Cet embrasement du centre, des membres du gouvernement n’y croyaient toujours pas jusqu’en 2016 au moins, malgré les multiples avertissements de toutes parts et en premier lieu des populations gagnées peu à peu par une certitude : ceux qui prennent les armes et tuent gagnent de la considération et même du pouvoir, quand crier à l’injustice ne mène à rien.
Dans les premiers mois de l’opération Serval, la réconciliation était déjà au menu unique imposé par les autorités, pourtant les crimes continuaient, la sécurité était absente et la justice invisible. « L’expression
de la rébellion au-delà de sa zone habituelle d’expression portera des préjudices majeurs à la communauté peule », pressentait le 15 février 2014 l’association peule Tabital Pulaaku, en mentionnant deux événements majeurs : le massacre de Doungoura en mars 2013 et l’annulation de la transhumance la même année, aux incalculables conséquences économiques, culturelles et sociales.
En juillet 2013 à Léré, localité de la région de Tombouctou occupée pendant de longs mois par la rébellion du MNLA puis par les djihadistes, les autorités venaient impulser la réconciliation. « Moi, je suis là sans défense, les vols de bétail continuent et on vient me parler de paix ! », s’étranglait à l’époque un notable peul. Et son voisin d’ajouter que « le Malien a l’habitude de pardonner. On a même déjà pardonné des choses impardonnables. Mais trop, c’est trop, on en a marre de pardonner. Il faut que l’État les désarme [les rebelles – ndlr] sinon on trouvera nous aussi des armes et on se vengera. » C’était il y a cinq ans.

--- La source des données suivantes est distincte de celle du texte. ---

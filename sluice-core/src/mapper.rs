// Request to pipeline mapping

use crate::{Pipeline, Request};
use std::sync::Arc;

/// Selects the pipeline that should process a request.
///
/// Implementations are shared across connection tasks.
pub trait Mapper: Send + Sync {
    /// Protocol this mapper handles, `None` for any
    fn protocol(&self) -> Option<&str> {
        None
    }

    /// Pipeline for `req`, or `None` when nothing is mapped
    fn map(&self, req: &Request) -> Option<Arc<Pipeline>>;
}

/// Maps every request to the same pipeline.
#[derive(Clone)]
pub struct SingleTargetMapper {
    pipeline: Arc<Pipeline>,
}

impl SingleTargetMapper {
    pub fn new(pipeline: Pipeline) -> Self {
        Self {
            pipeline: Arc::new(pipeline),
        }
    }
}

impl Mapper for SingleTargetMapper {
    fn map(&self, _req: &Request) -> Option<Arc<Pipeline>> {
        Some(self.pipeline.clone())
    }
}

/// Maps requests by longest matching path prefix.
#[derive(Clone, Default)]
pub struct PrefixMapper {
    routes: Vec<(String, Arc<Pipeline>)>,
}

impl PrefixMapper {
    pub fn new() -> Self {
        Self::default()
    }

    /// Route paths under `prefix` (segment-aligned) to `pipeline`
    pub fn route(mut self, prefix: impl Into<String>, pipeline: Pipeline) -> Self {
        let prefix = prefix.into();
        let prefix = prefix.trim_end_matches('/').to_string();
        self.routes.push((prefix, Arc::new(pipeline)));
        self.routes.sort_by(|a, b| b.0.len().cmp(&a.0.len()));
        self
    }
}

impl Mapper for PrefixMapper {
    fn map(&self, req: &Request) -> Option<Arc<Pipeline>> {
        self.routes
            .iter()
            .find(|(prefix, _)| {
                req.path.strip_prefix(prefix.as_str()).is_some_and(|rest| {
                    rest.is_empty() || rest.starts_with('/') || prefix.is_empty()
                })
            })
            .map(|(_, pipeline)| pipeline.clone())
    }
}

« Seule une solution politique malienne pourra stabiliser le Sahel »
Dans la région de Ménaka aussi est venu le temps des vendettas de grande ampleur. Descente meurtrière dans une foire hebdomadaire à Talataye (26 mai) ; 17 civils peuls abattus une semaine plus tôt dans
la région de Tillabéry (Niger) dont une majorité en pleine mosquée ; exécutions sommaires présumées
de 17 personnes dans la commune de Ménaka le 1er mai ; 47 tués les 26 et 27 avril dans des camps de
la communauté daoussahak… Les conflits fonciers pastoraux entre Touaregs ou groupes apparentés et
Peuls sont anciens dans cette région frontalière, mais l’embrigadement des populations locales par les
groupes djihadistes n’a rien arrangé, et l’a plongée au coeur de la lutte anti-terroriste internationale.

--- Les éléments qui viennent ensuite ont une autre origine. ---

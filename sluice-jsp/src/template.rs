//! Built-in template page engine.
//!
//! Pages are text with two kinds of markup:
//!
//! - `${uri}` and `${param.NAME}` expressions, replaced per request
//!   (parameter values are HTML-escaped)
//! - `<%@ page isThreadSafe="false" contentType="..." %>` directives
//!
//! Compiling validates the source and copies it into the scratch directory;
//! loading parses the copy.

use crate::compiler::{
    CompilationContext, CompileOutcome, DirectorySource, Page, PageCompiler, PageSource,
};
use crate::{JspError, JspResult};
use async_trait::async_trait;
use parking_lot::Mutex;
use sluice_core::{Request, Response};
use std::collections::HashMap;
use std::path::PathBuf;
use std::sync::Arc;
use std::time::SystemTime;
use tracing::debug;

const DEFAULT_CONTENT_TYPE: &str = "text/html; charset=utf-8";

#[derive(Debug, Clone, PartialEq, Eq)]
enum Segment {
    Text(String),
    Uri,
    Param(String),
}

/// A parsed page.
#[derive(Debug, Clone, PartialEq, Eq)]
pub struct Template {
    segments: Vec<Segment>,
    thread_safe: bool,
    content_type: String,
}

impl Template {
    /// Parse `text`, reporting errors against `uri`.
    pub fn parse(uri: &str, text: &str) -> JspResult<Self> {
        let mut template = Self {
            segments: Vec::new(),
            thread_safe: true,
            content_type: DEFAULT_CONTENT_TYPE.to_string(),
        };
        let mut rest = text;

        loop {
            let expr = rest.find("${");
            let directive = rest.find("<%@");
            let (start, is_directive) = match (expr, directive) {
                (Some(e), Some(d)) if d < e => (d, true),
                (Some(e), _) => (e, false),
                (None, Some(d)) => (d, true),
                (None, None) => break,
            };
            template.push_text(&rest[..start]);

            if is_directive {
                let body = &rest[start + 3..];
                let end = body
                    .find("%>")
                    .ok_or_else(|| JspError::compile(uri, "unterminated directive"))?;
                template.apply_directive(uri, body[..end].trim())?;
                rest = &body[end + 2..];
            } else {
                let body = &rest[start + 2..];
                let end = body
                    .find('}')
                    .ok_or_else(|| JspError::compile(uri, "unclosed ${ expression"))?;
                template.segments.push(parse_expression(uri, body[..end].trim())?);
                rest = &body[end + 1..];
            }
        }
        template.push_text(rest);
        Ok(template)
    }

    fn push_text(&mut self, text: &str) {
        if !text.is_empty() {
            self.segments.push(Segment::Text(text.to_string()));
        }
    }

    fn apply_directive(&mut self, uri: &str, body: &str) -> JspResult<()> {
        let Some(attrs) = body.strip_prefix("page") else {
            return Err(JspError::compile(
                uri,
                format!("unsupported directive: {}", body),
            ));
        };
        for (name, value) in parse_attributes(uri, attrs)? {
            match name {
                "isThreadSafe" => self.thread_safe = value != "false",
                "contentType" => self.content_type = value.to_string(),
                other => {
                    return Err(JspError::compile(
                        uri,
                        format!("unknown page attribute: {}", other),
                    ));
                }
            }
        }
        Ok(())
    }

    pub fn is_thread_safe(&self) -> bool {
        self.thread_safe
    }

    pub fn content_type(&self) -> &str {
        &self.content_type
    }

    /// Render the page for `req`
    pub fn render(&self, req: &Request) -> String {
        let mut out = String::new();
        for segment in &self.segments {
            match segment {
                Segment::Text(text) => out.push_str(text),
                Segment::Uri => out.push_str(&req.path),
                Segment::Param(name) => {
                    escape_into(&mut out, req.query_param(name).unwrap_or(""))
                }
            }
        }
        out
    }
}

fn parse_expression(uri: &str, expr: &str) -> JspResult<Segment> {
    if expr == "uri" {
        return Ok(Segment::Uri);
    }
    match expr.strip_prefix("param.") {
        Some(name) if !name.is_empty() => Ok(Segment::Param(name.to_string())),
        _ => Err(JspError::compile(
            uri,
            format!("unknown expression: ${{{}}}", expr),
        )),
    }
}

/// Parse `name="value"` pairs separated by whitespace.
fn parse_attributes<'a>(uri: &str, mut input: &'a str) -> JspResult<Vec<(&'a str, &'a str)>> {
    let mut attrs = Vec::new();
    loop {
        input = input.trim_start();
        if input.is_empty() {
            return Ok(attrs);
        }
        let malformed = || JspError::compile(uri, format!("malformed attribute: {}", input));
        let (name, after) = input.split_once('=').ok_or_else(malformed)?;
        let after = after.trim_start().strip_prefix('"').ok_or_else(malformed)?;
        let (value, after) = after.split_once('"').ok_or_else(malformed)?;
        attrs.push((name.trim(), value));
        input = after;
    }
}

fn escape_into(out: &mut String, value: &str) {
    for c in value.chars() {
        match c {
            '<' => out.push_str("&lt;"),
            '>' => out.push_str("&gt;"),
            '&' => out.push_str("&amp;"),
            '"' => out.push_str("&quot;"),
            '\'' => out.push_str("&#39;"),
            c => out.push(c),
        }
    }
}

/// A loaded [`Template`].
pub struct TemplatePage {
    template: Template,
}

impl TemplatePage {
    pub fn new(template: Template) -> Self {
        Self { template }
    }

    pub fn template(&self) -> &Template {
        &self.template
    }
}

#[async_trait]
impl Page for TemplatePage {
    async fn service(&self, req: &mut Request, res: &mut Response) -> JspResult<()> {
        res.set_content_type(self.template.content_type());
        res.write_str(&self.template.render(req));
        Ok(())
    }

    fn is_thread_safe(&self) -> bool {
        self.template.is_thread_safe()
    }
}

/// Compiles template pages read from a [`PageSource`].
///
/// A page is recompiled when its source modification time differs from the
/// one recorded at the last compile, or when its artifact is missing.
pub struct TemplateCompiler {
    source: Arc<dyn PageSource>,
    compiled_at: Mutex<HashMap<String, SystemTime>>,
}

impl TemplateCompiler {
    pub fn new(source: impl PageSource + 'static) -> Self {
        Self {
            source: Arc::new(source),
            compiled_at: Mutex::new(HashMap::new()),
        }
    }

    /// Compiler for sources under a document root
    pub fn from_dir(root: impl Into<PathBuf>) -> Self {
        Self::new(DirectorySource::new(root))
    }

    pub fn source(&self) -> &Arc<dyn PageSource> {
        &self.source
    }

    async fn is_current(&self, ctx: &CompilationContext, modified: SystemTime) -> bool {
        let recorded = self.compiled_at.lock().get(ctx.uri()).copied();
        recorded == Some(modified) && tokio::fs::metadata(ctx.artifact_path()).await.is_ok()
    }
}

#[async_trait]
impl PageCompiler for TemplateCompiler {
    async fn source_exists(&self, uri: &str) -> bool {
        self.source.exists(uri).await
    }

    async fn compile(&self, ctx: &CompilationContext) -> JspResult<CompileOutcome> {
        let uri = ctx.uri();
        let modified = self.source.last_modified(uri).await?;
        if self.is_current(ctx, modified).await {
            return Ok(CompileOutcome::UpToDate);
        }

        let text = self.source.read(uri).await?;
        Template::parse(uri, &text)?;
        tokio::fs::create_dir_all(ctx.output_dir()).await?;
        tokio::fs::write(ctx.artifact_path(), &text).await?;
        self.compiled_at.lock().insert(uri.to_string(), modified);

        debug!(uri = %uri, artifact = %ctx.artifact_path().display(), "Compiled page");
        Ok(CompileOutcome::Compiled)
    }

    async fn load(&self, ctx: &CompilationContext) -> JspResult<Box<dyn Page>> {
        let text = tokio::fs::read_to_string(ctx.artifact_path())
            .await
            .map_err(|e| {
                JspError::compile(
                    ctx.uri(),
                    format!("cannot read {}: {}", ctx.artifact_path().display(), e),
                )
            })?;
        let template = Template::parse(ctx.uri(), &text)?;
        Ok(Box::new(TemplatePage::new(template)))
    }
}

#[cfg(test)]
mod tests {
    use super::*;
    use std::time::Duration;

    #[test]
    fn test_render_expressions() {
        let template = Template::parse("/t.jsp", "<p>${uri}: ${ param.name }</p>").unwrap();
        let req = Request::new("GET", "/t.jsp?name=<b>&x=1");
        assert_eq!(template.render(&req), "<p>/t.jsp: &lt;b&gt;</p>");

        let req = Request::new("GET", "/t.jsp");
        assert_eq!(template.render(&req), "<p>/t.jsp: </p>");
    }

    #[test]
    fn test_page_directive() {
        let template = Template::parse(
            "/t.jsp",
            "<%@ page isThreadSafe=\"false\" contentType=\"text/plain; charset=utf-8\" %>body",
        )
        .unwrap();
        assert!(!template.is_thread_safe());
        assert_eq!(template.content_type(), "text/plain; charset=utf-8");
        assert_eq!(template.render(&Request::new("GET", "/t.jsp")), "body");
    }

    #[test]
    fn test_parse_errors() {
        for bad in [
            "Hello ${uri",
            "${session.user}",
            "${param.}",
            "<%@ page isThreadSafe=\"false\"",
            "<%@ include file=\"x\" %>",
            "<%@ page buffer=\"none\" %>",
            "<%@ page isThreadSafe=false %>",
        ] {
            let err = Template::parse("/bad.jsp", bad).unwrap_err();
            assert!(
                matches!(err, JspError::Compile { ref uri, .. } if uri == "/bad.jsp"),
                "{}: {}",
                bad,
                err
            );
        }
    }

    #[tokio::test]
    async fn test_compile_and_load() {
        let docs = tempfile::tempdir().unwrap();
        let scratch = tempfile::tempdir().unwrap();
        std::fs::create_dir(docs.path().join("app")).unwrap();
        let source_path = docs.path().join("app/hello.jsp");
        std::fs::write(&source_path, "Hello ${param.who}").unwrap();

        let compiler = TemplateCompiler::from_dir(docs.path());
        let ctx = CompilationContext::new(scratch.path(), "/app/hello.jsp");

        assert!(compiler.source_exists("/app/hello.jsp").await);
        assert_eq!(compiler.compile(&ctx).await.unwrap(), CompileOutcome::Compiled);
        assert!(ctx.artifact_path().exists());
        assert_eq!(compiler.compile(&ctx).await.unwrap(), CompileOutcome::UpToDate);

        let page = compiler.load(&ctx).await.unwrap();
        let mut req = Request::new("GET", "/app/hello.jsp?who=world");
        let mut res = Response::ok();
        page.service(&mut req, &mut res).await.unwrap();
        assert_eq!(res.body(), b"Hello world");
        assert_eq!(res.header("Content-Type"), Some(DEFAULT_CONTENT_TYPE));

        // A changed modification time makes the artifact stale
        std::fs::write(&source_path, "Bye ${param.who}").unwrap();
        let file = std::fs::File::options().write(true).open(&source_path).unwrap();
        file.set_modified(SystemTime::now() + Duration::from_secs(10))
            .unwrap();
        assert_eq!(compiler.compile(&ctx).await.unwrap(), CompileOutcome::Compiled);
    }

    #[tokio::test]
    async fn test_same_stem_pages_keep_their_own_artifacts() {
        let docs = tempfile::tempdir().unwrap();
        let scratch = tempfile::tempdir().unwrap();
        std::fs::write(docs.path().join("a.jsp"), "JSP PAGE").unwrap();
        std::fs::write(docs.path().join("a.html"), "HTML PAGE").unwrap();
        let compiler = TemplateCompiler::from_dir(docs.path());

        let jsp = CompilationContext::new(scratch.path(), "/a.jsp");
        let html = CompilationContext::new(scratch.path(), "/a.html");
        compiler.compile(&jsp).await.unwrap();
        compiler.compile(&html).await.unwrap();

        for (ctx, body) in [(&jsp, "JSP PAGE"), (&html, "HTML PAGE")] {
            let page = compiler.load(ctx).await.unwrap();
            let mut req = Request::new("GET", ctx.uri());
            let mut res = Response::ok();
            page.service(&mut req, &mut res).await.unwrap();
            assert_eq!(res.body(), body.as_bytes());
        }
    }

    #[tokio::test]
    async fn test_compile_missing_source() {
        let docs = tempfile::tempdir().unwrap();
        let scratch = tempfile::tempdir().unwrap();
        let compiler = TemplateCompiler::from_dir(docs.path());
        let ctx = CompilationContext::new(scratch.path(), "/nope.jsp");

        assert!(!compiler.source_exists("/nope.jsp").await);
        assert!(matches!(
            compiler.compile(&ctx).await,
            Err(JspError::SourceNotFound(uri)) if uri == "/nope.jsp"
        ));
    }

    #[tokio::test]
    async fn test_compile_error_writes_no_artifact() {
        let docs = tempfile::tempdir().unwrap();
        let scratch = tempfile::tempdir().unwrap();
        std::fs::write(docs.path().join("broken.jsp"), "${uri").unwrap();
        let compiler = TemplateCompiler::from_dir(docs.path());
        let ctx = CompilationContext::new(scratch.path(), "/broken.jsp");

        assert!(matches!(
            compiler.compile(&ctx).await,
            Err(JspError::Compile { .. })
        ));
        assert!(!ctx.artifact_path().exists());
        assert!(matches!(compiler.load(&ctx).await, Err(JspError::Compile { .. })));
    }
}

Pour combattre l’État islamique au Grand Sahara (EIGS) qui y a établi ses bases, Barkhane s’est
officiellement allié avec des groupes armés d’exrebelles touareg depuis quelques mois, officieusement
depuis bien plus longtemps.
Le Mouvement pour le Salut de l’Azawad (MSA) et le Groupe d’autodéfense touareg imghad et alliés
(Gatia) sont fréquentables car ils « mettent la lutte antiterroriste
au coeur de leurs priorités », et montrent de « la loyauté vis-à-vis de l’Etat malien et de l’unité du
Mali », avait justifié en mars le général Bruno Guibert, commandant de la force Barkhane. En 2012, la France avait déjà misé sur des groupes signataires de l’accord de paix pour lutter contre les groupes djihadistes dans la région de Kidal, avant de constater cinq ans plus tard la « collusion entre certains d’entre eux et des groupes armés terroristes ».

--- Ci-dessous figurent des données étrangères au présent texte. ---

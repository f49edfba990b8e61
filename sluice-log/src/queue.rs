//! Asynchronous log drain.
//!
//! Producers push entries onto an unbounded channel and return immediately.
//! One daemon thread owns the sink: it pulls entries in enqueue order,
//! renders them, writes and flushes each one, and parks on the channel once
//! it is empty. [`LogQueue::flush`] only wakes that daemon; it never starts a
//! second consumer, so entries cannot be reordered by concurrent drains.

use crate::entry::{Cause, EntryFormatter, LogEntry};
use crate::error::{LogError, LogResult};
use crate::{Level, LogConfig};
use parking_lot::Mutex;
use std::io::{self, Write};
use std::sync::Arc;
use std::thread::JoinHandle;
use tokio::sync::mpsc;

/// Message understood by the drain daemon.
enum Command {
    Entry(LogEntry),
    Flush,
    Shutdown,
}

/// Handle to the log drain daemon.
///
/// Cheap to share behind an `Arc`; every method takes `&self`.
pub struct LogQueue {
    tx: mpsc::UnboundedSender<Command>,
    config: LogConfig,
    formatter: EntryFormatter,
    daemon: Mutex<Option<JoinHandle<()>>>,
}

impl LogQueue {
    /// Start a drain daemon writing to `sink`.
    pub fn start<W>(config: LogConfig, sink: W) -> LogResult<Self>
    where
        W: Write + Send + 'static,
    {
        let (tx, rx) = mpsc::unbounded_channel();
        let formatter = EntryFormatter::new(&config);
        let daemon_formatter = formatter.clone();

        let handle = std::thread::Builder::new()
            .name(format!("{}-log-drain", config.name))
            .spawn(move || drain(rx, sink, daemon_formatter))
            .map_err(LogError::Spawn)?;

        Ok(Self {
            tx,
            config,
            formatter,
            daemon: Mutex::new(Some(handle)),
        })
    }

    /// Start a drain daemon writing to standard error.
    pub fn stderr(config: LogConfig) -> LogResult<Self> {
        Self::start(config, io::stderr())
    }

    /// The configuration this queue filters with.
    pub fn config(&self) -> &LogConfig {
        &self.config
    }

    /// Enqueue an entry. Never blocks.
    ///
    /// Entries below the configured level are discarded. If the daemon is
    /// gone the entry is dumped to standard error instead.
    pub fn enqueue(&self, entry: LogEntry) {
        if !self.config.is_level_enabled(entry.level) {
            return;
        }
        if let Err(mpsc::error::SendError(Command::Entry(entry))) =
            self.tx.send(Command::Entry(entry))
        {
            eprint!("{}", self.formatter.format(&entry));
        }
    }

    /// Enqueue a plain message.
    pub fn log(&self, level: Level, message: impl Into<String>) {
        self.enqueue(LogEntry::new(level, message));
    }

    /// Enqueue a message with a cause whose chain is rendered after it.
    pub fn log_with_cause(&self, level: Level, message: impl Into<String>, cause: impl Into<Cause>) {
        self.enqueue(LogEntry::new(level, message).with_cause(cause));
    }

    /// Wake the daemon so it drains and flushes the sink.
    ///
    /// Returns immediately; callers get no guarantee that anything has been
    /// written when this returns. Use [`LogQueue::shutdown`] for that.
    pub fn flush(&self) {
        let _ = self.tx.send(Command::Flush);
    }

    /// Drain everything enqueued so far, flush the sink and stop the daemon.
    pub fn shutdown(&self) -> LogResult<()> {
        let handle = self.daemon.lock().take().ok_or(LogError::ShutDown)?;
        let _ = self.tx.send(Command::Shutdown);
        handle.join().map_err(|_| LogError::DaemonPanicked)
    }

    /// Whether the daemon is still accepting entries.
    pub fn is_running(&self) -> bool {
        !self.tx.is_closed() && self.daemon.lock().is_some()
    }
}

impl Drop for LogQueue {
    fn drop(&mut self) {
        // The daemon drains what is queued and exits; not joined here.
        let _ = self.tx.send(Command::Shutdown);
    }
}

fn drain<W: Write>(mut rx: mpsc::UnboundedReceiver<Command>, mut sink: W, formatter: EntryFormatter) {
    while let Some(command) = rx.blocking_recv() {
        match command {
            Command::Entry(entry) => write_entry(&mut sink, &formatter.format(&entry)),
            Command::Flush => flush_sink(&mut sink),
            Command::Shutdown => {
                rx.close();
                while let Ok(command) = rx.try_recv() {
                    if let Command::Entry(entry) = command {
                        write_entry(&mut sink, &formatter.format(&entry));
                    }
                }
                flush_sink(&mut sink);
                return;
            }
        }
    }
    flush_sink(&mut sink);
}

fn write_entry<W: Write>(sink: &mut W, line: &str) {
    let written = sink.write_all(line.as_bytes()).and_then(|_| sink.flush());
    if let Err(e) = written {
        eprint!("{}", line);
        eprintln!("log sink write failed: {}", e);
    }
}

fn flush_sink<W: Write>(sink: &mut W) {
    if let Err(e) = sink.flush() {
        eprintln!("log sink flush failed: {}", e);
    }
}

// ============================================================================
// `log` facade bridge
// ============================================================================

/// Routes records from the `log` facade into a [`LogQueue`].
///
/// ```rust,no_run
/// use std::sync::Arc;
/// use sluice_log::{LogConfig, LogQueue, QueueLogger};
///
/// let queue = Arc::new(LogQueue::stderr(LogConfig::default()).unwrap());
/// QueueLogger::new(queue).install().unwrap();
/// log::info!("routed through the drain daemon");
/// ```
pub struct QueueLogger {
    queue: Arc<LogQueue>,
}

impl QueueLogger {
    /// Wrap a queue.
    pub fn new(queue: Arc<LogQueue>) -> Self {
        Self { queue }
    }

    /// Install as the global `log` logger.
    pub fn install(self) -> Result<(), log::SetLoggerError> {
        let max = match self.queue.config().level {
            Level::Trace => log::LevelFilter::Trace,
            Level::Debug => log::LevelFilter::Debug,
            Level::Info => log::LevelFilter::Info,
            Level::Warn => log::LevelFilter::Warn,
            Level::Error => log::LevelFilter::Error,
            Level::Off => log::LevelFilter::Off,
        };
        log::set_boxed_logger(Box::new(self))?;
        log::set_max_level(max);
        Ok(())
    }
}

impl log::Log for QueueLogger {
    fn enabled(&self, metadata: &log::Metadata<'_>) -> bool {
        self.queue.config().is_level_enabled(metadata.level().into())
    }

    fn log(&self, record: &log::Record<'_>) {
        if !self.enabled(record.metadata()) {
            return;
        }
        self.queue.enqueue(
            LogEntry::new(record.level().into(), record.args().to_string())
                .with_target(record.target()),
        );
    }

    fn flush(&self) {
        self.queue.flush();
    }
}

«L’armée française a le sentiment que ces acteurs sont plus forts et que dans une logique militaire ils
peuvent occuper le terrain. Or Barkhane frappe mais n’occupe pas, la Minusma et l’armée malienne sont
retranchées, la force du G5 Sahel débute difficilement, d’où les recours aux groupes armés locaux », analyse Jean Jezequel, directeur adjoint du projet Afrique
de l’Ouest à International Crisis Group, et l’un des
principaux auteurs d’un rapport à paraître sur la
frontière Niger-Mali.
Envoyés au Mali pour lutter contre le terrorisme, les
militaires français font ce qui leur est demandé, et
l’alliance Barkhane-Gatia-MSA obtient des résultats.
La force française rapportait le 15 mars 2018 la « mise
hors de combat » d’une « soixantaine de terroristes »
dans la région des trois frontières en un peu plus d’un
mois. Mi-mars, le Gatia et le MSA avaient assuré avoir
récupéré une voiture et des armes appartenant aux
quatre soldats américains tués le 4 octobre au Niger
dans une embuscade revendiquée par l’EIGS.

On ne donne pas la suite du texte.